• **Exercise prompt**: Work out the number of lines in the records that include the word "accessToken"; reply with that number alone.

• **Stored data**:
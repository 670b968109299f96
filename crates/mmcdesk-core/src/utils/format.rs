use chrono::{DateTime, Local};

/// Truncate a string to a maximum number of characters, adding an ellipsis
/// if needed
pub fn truncate_string(s: &str, max_len: usize) -> String {
    if s.chars().count() <= max_len {
        s.to_string()
    } else if max_len <= 3 {
        s.chars().take(max_len).collect()
    } else {
        let truncated: String = s.chars().take(max_len - 3).collect();
        format!("{}...", truncated)
    }
}

/// Format an optional string, returning a default if None or empty
pub fn format_optional(value: Option<&str>, default: &str) -> String {
    value.filter(|v| !v.is_empty()).unwrap_or(default).to_string()
}

/// RFC 3339 timestamp as local `YYYY/MM/DD HH:MM:SS`. Anything else is
/// returned unchanged.
pub fn format_datetime(value: &str) -> String {
    match DateTime::parse_from_rfc3339(value) {
        Ok(dt) => dt.with_timezone(&Local).format("%Y/%m/%d %H:%M:%S").to_string(),
        Err(_) => value.to_string(),
    }
}

/// Two decimals with thousands separators: `1234567.5` -> `1,234,567.50`
pub fn format_amount(amount: f64) -> String {
    if !amount.is_finite() {
        return amount.to_string();
    }
    let fixed = format!("{:.2}", amount.abs());
    let (whole, frac) = fixed.split_once('.').unwrap_or((fixed.as_str(), "00"));

    let mut grouped = String::with_capacity(whole.len() + whole.len() / 3);
    for (i, ch) in whole.chars().enumerate() {
        if i > 0 && (whole.len() - i) % 3 == 0 {
            grouped.push(',');
        }
        grouped.push(ch);
    }

    let sign = if amount < 0.0 && fixed != "0.00" { "-" } else { "" };
    format!("{}{}.{}", sign, grouped, frac)
}

/// Byte count in KB/MB with two decimals
pub fn format_size(bytes: u64) -> String {
    const KB: f64 = 1024.0;
    let bytes = bytes as f64;
    if bytes >= KB * KB {
        format!("{:.2} MB", bytes / KB / KB)
    } else if bytes >= KB {
        format!("{:.2} KB", bytes / KB)
    } else {
        format!("{} B", bytes)
    }
}

#[cfg(test)]
mod tests {
    use super::*;

    #[test]
    fn test_truncate_string() {
        assert_eq!(truncate_string("Hello", 10), "Hello");
        assert_eq!(truncate_string("Hello World", 8), "Hello...");
        assert_eq!(truncate_string("稳健增利一号理财", 6), "稳健增...");
        assert_eq!(truncate_string("Hi", 2), "Hi");
    }

    #[test]
    fn test_format_amount() {
        assert_eq!(format_amount(0.0), "0.00");
        assert_eq!(format_amount(999.999), "1,000.00");
        assert_eq!(format_amount(1234567.5), "1,234,567.50");
        assert_eq!(format_amount(-50000.0), "-50,000.00");
        assert_eq!(format_amount(-0.001), "0.00");
    }

    #[test]
    fn test_format_size() {
        assert_eq!(format_size(512), "512 B");
        assert_eq!(format_size(2048), "2.00 KB");
        assert_eq!(format_size(3 * 1024 * 1024 + 512 * 1024), "3.50 MB");
    }

    #[test]
    fn test_format_datetime_passthrough() {
        assert_eq!(format_datetime("2024-05-01"), "2024-05-01");
        assert_eq!(format_datetime("2024-05-01T08:00:00Z").len(), 19);
    }

    #[test]
    fn test_format_optional() {
        assert_eq!(format_optional(Some(""), "-"), "-");
        assert_eq!(format_optional(None, "-"), "-");
        assert_eq!(format_optional(Some("x"), "-"), "x");
    }
}
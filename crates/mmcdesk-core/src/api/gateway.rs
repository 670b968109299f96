//! Authenticated request gateway.
//!
//! Every call to the protected API goes through [`AuthGateway::request`],
//! which attaches the stored bearer token and recovers from a 401 at most
//! once per call:
//!
//! 1. send with the stored access token (or none);
//! 2. any status other than 401 is handed back untouched;
//! 3. on a 401, exchange the stored refresh token for a new pair and
//!    replay the original request once with the new access token;
//! 4. if there is no refresh token, the refresh fails, or the replay is
//!    also rejected, end the session: clear the stores, remember where the
//!    user was, navigate to the login page and fail with
//!    [`ApiError::SessionTerminated`].
//!
//! Refreshes are serialized. A call that was rejected while another call
//! was refreshing reuses the token that call obtained instead of spending
//! the refresh token a second time.

use std::sync::Arc;
use std::time::Duration;

use reqwest::header::{HeaderValue, AUTHORIZATION, CONTENT_TYPE};
use reqwest::{Client, Response, StatusCode};
use serde_json::Value;
use tokio::sync::Mutex;
use tracing::{debug, info, warn};

use crate::auth::gate::LOGIN_PATH;
use crate::auth::{SessionState, TokenStore};
use crate::models::{RefreshRequest, RefreshedTokens};

use super::navigator::Navigator;
use super::request::{ApiRequest, RequestBody};
use super::{envelope, ApiError};

/// Endpoint that trades a refresh token for a new token pair
pub const REFRESH_ENDPOINT: &str = "/api/auth/refresh";

/// HTTP request timeout in seconds.
const REQUEST_TIMEOUT_SECS: u64 = 30;

/// Gateway to the protected API.
/// Clone is cheap - clones share the connection pool, the stores and the
/// refresh lock.
#[derive(Clone)]
pub struct AuthGateway {
    http: Client,
    base_url: String,
    tokens: TokenStore,
    session: SessionState,
    navigator: Arc<dyn Navigator>,
    refresh_lock: Arc<Mutex<()>>,
}

impl AuthGateway {
    pub fn new(
        base_url: &str,
        tokens: TokenStore,
        session: SessionState,
        navigator: Arc<dyn Navigator>,
    ) -> Result<Self, ApiError> {
        let http = Client::builder()
            .timeout(Duration::from_secs(REQUEST_TIMEOUT_SECS))
            .build()?;
        Ok(Self::with_client(http, base_url, tokens, session, navigator))
    }

    pub fn with_client(
        http: Client,
        base_url: &str,
        tokens: TokenStore,
        session: SessionState,
        navigator: Arc<dyn Navigator>,
    ) -> Self {
        Self {
            http,
            base_url: base_url.trim_end_matches('/').to_string(),
            tokens,
            session,
            navigator,
            refresh_lock: Arc::new(Mutex::new(())),
        }
    }

    pub fn tokens(&self) -> &TokenStore {
        &self.tokens
    }

    pub fn session(&self) -> &SessionState {
        &self.session
    }

    pub fn navigator(&self) -> &Arc<dyn Navigator> {
        &self.navigator
    }

    /// Unauthenticated client for endpoints outside the gateway (login,
    /// registration).
    pub fn http(&self) -> &Client {
        &self.http
    }

    pub fn base_url(&self) -> &str {
        &self.base_url
    }

    /// Absolute URL for an API path. Absolute URLs pass through.
    pub fn url(&self, path: &str) -> String {
        if path.starts_with("http://") || path.starts_with("https://") {
            path.to_string()
        } else {
            format!("{}{}", self.base_url, path)
        }
    }

    /// Send a request with credentials and one-shot 401 recovery.
    pub async fn request(&self, req: &ApiRequest) -> Result<Response, ApiError> {
        let sent_token = self.tokens.access_token();
        let response = self.send(req, sent_token.as_deref()).await?;
        if response.status() != StatusCode::UNAUTHORIZED {
            return Ok(response);
        }

        debug!(method = %req.method, path = %req.path, "Unauthorized, attempting recovery");

        if let Some(token) = self.recover(sent_token.as_deref()).await {
            let retried = self.send(req, Some(token.as_str())).await?;
            if retried.status() != StatusCode::UNAUTHORIZED {
                return Ok(retried);
            }
            warn!(path = %req.path, "Replay after refresh was still unauthorized");
        }

        Err(self.terminate())
    }

    async fn send(&self, req: &ApiRequest, token: Option<&str>) -> Result<Response, ApiError> {
        let mut headers = req.headers.clone();
        if let Some(token) = token {
            let value = HeaderValue::from_str(&format!("Bearer {}", token))
                .map_err(|e| ApiError::InvalidRequest(format!("Unusable access token: {}", e)))?;
            headers.insert(AUTHORIZATION, value);
        }
        if req.forces_json() {
            headers.insert(CONTENT_TYPE, HeaderValue::from_static("application/json"));
        }

        let mut builder = self.http.request(req.method.clone(), self.url(&req.path));
        if !req.query.is_empty() {
            builder = builder.query(&req.query);
        }

        builder = match req.wire_body() {
            RequestBody::Empty => builder.headers(headers),
            RequestBody::Json(body) => {
                if !headers.contains_key(CONTENT_TYPE) {
                    headers.insert(CONTENT_TYPE, HeaderValue::from_static("application/json"));
                }
                builder.headers(headers).json(&body)
            }
            RequestBody::Form(form) => {
                // reqwest sets the multipart boundary header itself
                headers.remove(CONTENT_TYPE);
                builder.headers(headers).multipart(form.to_multipart()?)
            }
        };

        let response = builder.send().await?;
        debug!(
            method = %req.method,
            path = %req.path,
            status = response.status().as_u16(),
            authenticated = token.is_some(),
            "API response"
        );
        Ok(response)
    }

    /// Obtain a token worth replaying with, or `None` when the session
    /// cannot be recovered.
    async fn recover(&self, rejected: Option<&str>) -> Option<String> {
        let _guard = self.refresh_lock.lock().await;

        // Another call may have refreshed while this one waited.
        if let Some(current) = self.tokens.access_token() {
            if rejected != Some(current.as_str()) {
                debug!("Access token replaced concurrently, reusing it");
                return Some(current);
            }
        }

        let Some(refresh_token) = self.tokens.refresh_token() else {
            debug!("No refresh token stored, skipping refresh");
            return None;
        };

        match self.refresh(&refresh_token).await {
            Ok(fresh) => {
                self.tokens.store_refreshed(&fresh);
                self.session.set_access_token(&fresh.access_token);
                info!("Access token refreshed");
                Some(fresh.access_token)
            }
            Err(e) => {
                warn!(error = %e, "Token refresh failed");
                None
            }
        }
    }

    async fn refresh(&self, refresh_token: &str) -> Result<RefreshedTokens, ApiError> {
        let response = self
            .http
            .post(self.url(REFRESH_ENDPOINT))
            .json(&RefreshRequest { refresh_token })
            .send()
            .await?;

        if !response.status().is_success() {
            return Err(ApiError::from_response(response).await);
        }

        let body: Value = response
            .json()
            .await
            .map_err(|e| ApiError::InvalidResponse(format!("Refresh response: {}", e)))?;
        envelope::decode(body)
    }

    /// End the session for good and send the user to the login page.
    fn terminate(&self) -> ApiError {
        self.tokens.clear_session();
        self.session.clear();

        if let Some(location) = self.navigator.current_location() {
            self.tokens.remember_location(&location);
        }
        self.navigator.navigate(LOGIN_PATH);

        info!("Session terminated, redirected to login");
        ApiError::SessionTerminated
    }
}
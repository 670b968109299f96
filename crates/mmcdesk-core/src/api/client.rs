//! Typed access to the console's resources.
//!
//! Every call goes through [`AuthGateway`], so credentials, refresh and
//! session termination are handled there. This layer owns rate-limit
//! backoff, error mapping and envelope decoding.

use std::time::Duration;

use reqwest::Response;
use serde::de::DeserializeOwned;
use serde::Serialize;
use serde_json::Value;
use tracing::{debug, warn};

use crate::models::{
    Customer, CustomerInput, ExportLink, ListQuery, Page, Product, ProductInput, Transaction,
    TransactionInput,
};

use super::gateway::AuthGateway;
use super::request::ApiRequest;
use super::{envelope, ApiError};

// ============================================================================
// Constants
// ============================================================================

const CUSTOMERS: &str = "/api/v1/customers";
const PRODUCTS: &str = "/api/v1/products";
const PRODUCTS_EXPORT: &str = "/api/v1/products/export";
const TRANSACTIONS: &str = "/api/v1/transactions";
const HEALTH: &str = "/api/v1/health";

/// Maximum number of retries for rate-limited (429) requests.
const MAX_RATE_LIMIT_RETRIES: u32 = 3;

/// Initial backoff delay in milliseconds for rate limiting.
const INITIAL_BACKOFF_MS: u64 = 1000;

/// Page size used when loading pick lists for the transaction form.
const CHOICES_LIMIT: u32 = 50;

/// Customers and products a new transaction can reference.
#[derive(Debug, Clone)]
pub struct TransactionChoices {
    pub customers: Vec<Customer>,
    pub products: Vec<Product>,
}

#[derive(Clone)]
pub struct ApiClient {
    gateway: AuthGateway,
    initial_backoff: Duration,
}

impl ApiClient {
    pub fn new(gateway: AuthGateway) -> Self {
        Self {
            gateway,
            initial_backoff: Duration::from_millis(INITIAL_BACKOFF_MS),
        }
    }

    /// Override the first rate-limit backoff; later retries double it.
    pub fn with_backoff(mut self, initial: Duration) -> Self {
        self.initial_backoff = initial;
        self
    }

    pub fn gateway(&self) -> &AuthGateway {
        &self.gateway
    }

    // ===== Request Helpers =====

    /// Send through the gateway, backing off on 429 and mapping any other
    /// failure status to an error.
    async fn send(&self, req: &ApiRequest) -> Result<Response, ApiError> {
        let mut retries = 0;
        let mut backoff = self.initial_backoff;

        loop {
            let response = self.gateway.request(req).await?;
            let status = response.status();

            if status.is_success() {
                return Ok(response);
            }
            if status.as_u16() != 429 {
                return Err(ApiError::from_response(response).await);
            }

            retries += 1;
            if retries > MAX_RATE_LIMIT_RETRIES {
                return Err(ApiError::RateLimited);
            }
            warn!(
                path = %req.path,
                retry = retries,
                backoff_ms = backoff.as_millis() as u64,
                "Rate limited, backing off"
            );
            tokio::time::sleep(backoff).await;
            backoff *= 2;
        }
    }

    async fn fetch<T: DeserializeOwned>(&self, req: ApiRequest) -> Result<T, ApiError> {
        let response = self.send(&req).await?;
        let body: Value = response
            .json()
            .await
            .map_err(|e| ApiError::InvalidResponse(format!("{} {}: {}", req.method, req.path, e)))?;
        envelope::decode(body)
    }

    async fn list<T: DeserializeOwned>(&self, path: &str, query: &ListQuery) -> Result<Page<T>, ApiError> {
        let page: Page<T> = self.fetch(ApiRequest::get(path).query(query.to_pairs())).await?;
        debug!(path, count = page.data.len(), total = page.total, "Fetched page");
        Ok(page)
    }

    async fn create<T: DeserializeOwned, B: Serialize>(&self, path: &str, body: &B) -> Result<T, ApiError> {
        self.fetch(ApiRequest::post(path).json(body)?).await
    }

    async fn update<T: DeserializeOwned, B: Serialize>(
        &self,
        path: &str,
        id: &str,
        body: &B,
    ) -> Result<T, ApiError> {
        self.fetch(ApiRequest::put(item_path(path, id)?).json(body)?).await
    }

    // ===== Customers =====

    pub async fn list_customers(&self, query: &ListQuery) -> Result<Page<Customer>, ApiError> {
        self.list(CUSTOMERS, query).await
    }

    pub async fn get_customer(&self, id: &str) -> Result<Customer, ApiError> {
        self.fetch(ApiRequest::get(item_path(CUSTOMERS, id)?)).await
    }

    pub async fn create_customer(&self, input: CustomerInput) -> Result<Customer, ApiError> {
        self.create(CUSTOMERS, &input.normalized()).await
    }

    pub async fn update_customer(&self, id: &str, input: CustomerInput) -> Result<Customer, ApiError> {
        self.update(CUSTOMERS, id, &input.normalized()).await
    }

    // ===== Products =====

    pub async fn list_products(&self, query: &ListQuery) -> Result<Page<Product>, ApiError> {
        self.list(PRODUCTS, query).await
    }

    pub async fn get_product(&self, id: &str) -> Result<Product, ApiError> {
        self.fetch(ApiRequest::get(item_path(PRODUCTS, id)?)).await
    }

    pub async fn create_product(&self, input: ProductInput) -> Result<Product, ApiError> {
        self.create(PRODUCTS, &input.normalized()).await
    }

    pub async fn update_product(&self, id: &str, input: ProductInput) -> Result<Product, ApiError> {
        self.update(PRODUCTS, id, &input.normalized()).await
    }

    /// Ask the backend to build a spreadsheet of the products matching
    /// `query` and return where to download it.
    pub async fn export_products(&self, query: &ListQuery) -> Result<ExportLink, ApiError> {
        let link: ExportLink = self
            .fetch(ApiRequest::get(PRODUCTS_EXPORT).query(query.to_pairs()))
            .await?;
        if link.download_url.is_empty() {
            return Err(ApiError::InvalidResponse(
                "Export response did not include a download link".to_string(),
            ));
        }
        Ok(link)
    }

    // ===== Transactions =====

    pub async fn list_transactions(&self, query: &ListQuery) -> Result<Page<Transaction>, ApiError> {
        self.list(TRANSACTIONS, query).await
    }

    pub async fn get_transaction(&self, id: &str) -> Result<Transaction, ApiError> {
        self.fetch(ApiRequest::get(item_path(TRANSACTIONS, id)?)).await
    }

    pub async fn create_transaction(&self, input: TransactionInput) -> Result<Transaction, ApiError> {
        self.create(TRANSACTIONS, &input.normalized()).await
    }

    pub async fn update_transaction(
        &self,
        id: &str,
        input: TransactionInput,
    ) -> Result<Transaction, ApiError> {
        self.update(TRANSACTIONS, id, &input.normalized()).await
    }

    /// Load the customer and product pick lists concurrently.
    pub async fn transaction_choices(&self) -> Result<TransactionChoices, ApiError> {
        let query = ListQuery::new().limit(CHOICES_LIMIT);
        let (customers, products) = futures::try_join!(
            self.list_customers(&query),
            self.list_products(&query)
        )?;
        Ok(TransactionChoices {
            customers: customers.data,
            products: products.data,
        })
    }

    // ===== Diagnostics =====

    /// Backend health probe. The payload shape is not fixed, so it is
    /// returned as-is after unwrapping the envelope.
    pub async fn health(&self) -> Result<Value, ApiError> {
        let response = self.send(&ApiRequest::get(HEALTH)).await?;
        let text = response.text().await?;
        if text.trim().is_empty() {
            return Ok(Value::Null);
        }
        let body = serde_json::from_str(&text).unwrap_or_else(|_| Value::String(text.clone()));
        Ok(envelope::unwrap_data(body))
    }
}

/// `{collection}/{id}`, rejecting ids that would escape the collection.
fn item_path(collection: &str, id: &str) -> Result<String, ApiError> {
    let id = id.trim();
    if id.is_empty() || id.contains(['/', '?', '#']) {
        return Err(ApiError::InvalidRequest(format!("Invalid id: {:?}", id)));
    }
    Ok(format!("{}/{}", collection, id))
}
//! Durable key-value storage backing the persisted session.

use std::collections::BTreeMap;
use std::path::{Path, PathBuf};
use std::sync::{Arc, Mutex};

use thiserror::Error;
use tracing::{debug, warn};

#[derive(Error, Debug)]
pub enum StorageError {
    #[error("Storage I/O failed: {0}")]
    Io(#[from] std::io::Error),

    #[error("Stored data is corrupt: {0}")]
    Corrupt(#[from] serde_json::Error),

    #[error("Storage lock poisoned")]
    Poisoned,
}

/// String key-value store with no expiry semantics.
pub trait KeyValueStore: Send + Sync {
    fn get(&self, key: &str) -> Result<Option<String>, StorageError>;
    fn set(&self, key: &str, value: &str) -> Result<(), StorageError>;
    fn remove(&self, key: &str) -> Result<(), StorageError>;
}

/// In-process store. Clones share the same entries.
#[derive(Debug, Clone, Default)]
pub struct MemoryStore {
    entries: Arc<Mutex<BTreeMap<String, String>>>,
}

impl MemoryStore {
    pub fn new() -> Self {
        Self::default()
    }

    pub fn len(&self) -> usize {
        self.entries.lock().map(|e| e.len()).unwrap_or(0)
    }

    pub fn is_empty(&self) -> bool {
        self.len() == 0
    }
}

impl KeyValueStore for MemoryStore {
    fn get(&self, key: &str) -> Result<Option<String>, StorageError> {
        let entries = self.entries.lock().map_err(|_| StorageError::Poisoned)?;
        Ok(entries.get(key).cloned())
    }

    fn set(&self, key: &str, value: &str) -> Result<(), StorageError> {
        let mut entries = self.entries.lock().map_err(|_| StorageError::Poisoned)?;
        entries.insert(key.to_string(), value.to_string());
        Ok(())
    }

    fn remove(&self, key: &str) -> Result<(), StorageError> {
        let mut entries = self.entries.lock().map_err(|_| StorageError::Poisoned)?;
        entries.remove(key);
        Ok(())
    }
}

/// Store persisted as a single pretty-printed JSON object on disk.
///
/// Every write rewrites the whole file through a temporary sibling and a
/// rename, so a crash mid-write leaves the previous contents intact.
pub struct FileStore {
    path: PathBuf,
    lock: Mutex<()>,
}

impl FileStore {
    pub fn new(path: impl Into<PathBuf>) -> Self {
        Self {
            path: path.into(),
            lock: Mutex::new(()),
        }
    }

    pub fn path(&self) -> &Path {
        &self.path
    }

    fn read_all(&self) -> Result<BTreeMap<String, String>, StorageError> {
        if !self.path.exists() {
            return Ok(BTreeMap::new());
        }
        let contents = std::fs::read_to_string(&self.path)?;
        if contents.trim().is_empty() {
            return Ok(BTreeMap::new());
        }
        Ok(serde_json::from_str(&contents)?)
    }

    fn write_all(&self, entries: &BTreeMap<String, String>) -> Result<(), StorageError> {
        if let Some(parent) = self.path.parent() {
            std::fs::create_dir_all(parent)?;
        }
        let contents = serde_json::to_string_pretty(entries)?;
        let tmp = self.path.with_extension("json.tmp");
        std::fs::write(&tmp, contents)?;
        std::fs::rename(&tmp, &self.path)?;
        Ok(())
    }

    /// Load entries for a mutation. A corrupt file is discarded rather than
    /// blocking every future write.
    fn read_for_update(&self) -> Result<BTreeMap<String, String>, StorageError> {
        match self.read_all() {
            Ok(entries) => Ok(entries),
            Err(StorageError::Corrupt(e)) => {
                warn!(path = %self.path.display(), error = %e, "Discarding corrupt storage file");
                Ok(BTreeMap::new())
            }
            Err(e) => Err(e),
        }
    }
}

impl KeyValueStore for FileStore {
    fn get(&self, key: &str) -> Result<Option<String>, StorageError> {
        let _guard = self.lock.lock().map_err(|_| StorageError::Poisoned)?;
        Ok(self.read_all()?.remove(key))
    }

    fn set(&self, key: &str, value: &str) -> Result<(), StorageError> {
        let _guard = self.lock.lock().map_err(|_| StorageError::Poisoned)?;
        let mut entries = self.read_for_update()?;
        entries.insert(key.to_string(), value.to_string());
        self.write_all(&entries)?;
        debug!(key, path = %self.path.display(), "Stored entry");
        Ok(())
    }

    fn remove(&self, key: &str) -> Result<(), StorageError> {
        let _guard = self.lock.lock().map_err(|_| StorageError::Poisoned)?;
        let mut entries = self.read_for_update()?;
        if entries.remove(key).is_some() {
            self.write_all(&entries)?;
        }
        Ok(())
    }
}

#[cfg(test)]
mod tests {
    use super::*;

    #[test]
    fn test_memory_store_clones_share_entries() {
        let store = MemoryStore::new();
        let other = store.clone();
        store.set("accessToken", "t1").unwrap();
        assert_eq!(other.get("accessToken").unwrap().as_deref(), Some("t1"));
        other.remove("accessToken").unwrap();
        assert!(store.is_empty());
    }

    #[test]
    fn test_file_store_persists_across_instances() {
        let dir = tempfile::tempdir().unwrap();
        let path = dir.path().join("nested").join("storage.json");

        let store = FileStore::new(&path);
        store.set("user", r#"{"username":"amy"}"#).unwrap();
        store.set("accessToken", "t1").unwrap();

        let reopened = FileStore::new(&path);
        assert_eq!(reopened.get("accessToken").unwrap().as_deref(), Some("t1"));
        reopened.remove("accessToken").unwrap();
        assert_eq!(store.get("accessToken").unwrap(), None);
        assert!(store.get("user").unwrap().is_some());
    }

    #[test]
    fn test_file_store_recovers_from_corrupt_file() {
        let dir = tempfile::tempdir().unwrap();
        let path = dir.path().join("storage.json");
        std::fs::write(&path, "{not json").unwrap();

        let store = FileStore::new(&path);
        assert!(matches!(store.get("x"), Err(StorageError::Corrupt(_))));

        store.set("x", "1").unwrap();
        assert_eq!(store.get("x").unwrap().as_deref(), Some("1"));
    }

    #[test]
    fn test_file_store_remove_missing_is_noop() {
        let dir = tempfile::tempdir().unwrap();
        let store = FileStore::new(dir.path().join("storage.json"));
        store.remove("nothing").unwrap();
        assert!(!store.path().exists());
    }
}
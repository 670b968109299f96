//! Session handling for the console.
//!
//! - `TokenStore`: persisted tokens (key-value store plus `auth-token` cookie)
//! - `SessionState`: observable signed-in user for the running process
//! - `RouteGate`: cookie-presence check in front of the protected area
//! - `Authenticator`, `RegistrationFlow`: sign-in, sign-out and sign-up
//! - `CredentialStore`: OS keychain for remembered passwords

pub mod cookie;
pub mod credentials;
pub mod flow;
pub mod gate;
pub mod state;
pub mod storage;
pub mod tokens;
pub mod validation;

pub use credentials::{CredentialStore, Slot as CredentialSlot};
pub use flow::{
    Authenticator, FlowError, PendingRegistration, RegisterOutcome, RegistrationFlow,
    RegistrationStep, ResendOutcome, VerifyOutcome,
};
pub use gate::{GateConfig, GateDecision, RouteGate, LANDING_PATH, LOGIN_PATH};
pub use state::{AuthUser, SessionSnapshot, SessionState};
pub use storage::{FileStore, KeyValueStore, MemoryStore, StorageError};
pub use tokens::TokenStore;
pub use validation::{LoginForm, RegisterForm, ValidationError, VerificationCode};
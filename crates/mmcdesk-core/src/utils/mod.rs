//! Display helpers shared by the terminal front end.

pub mod format;

pub use format::{format_amount, format_datetime, format_optional, format_size, truncate_string};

• **Problem solution**: 7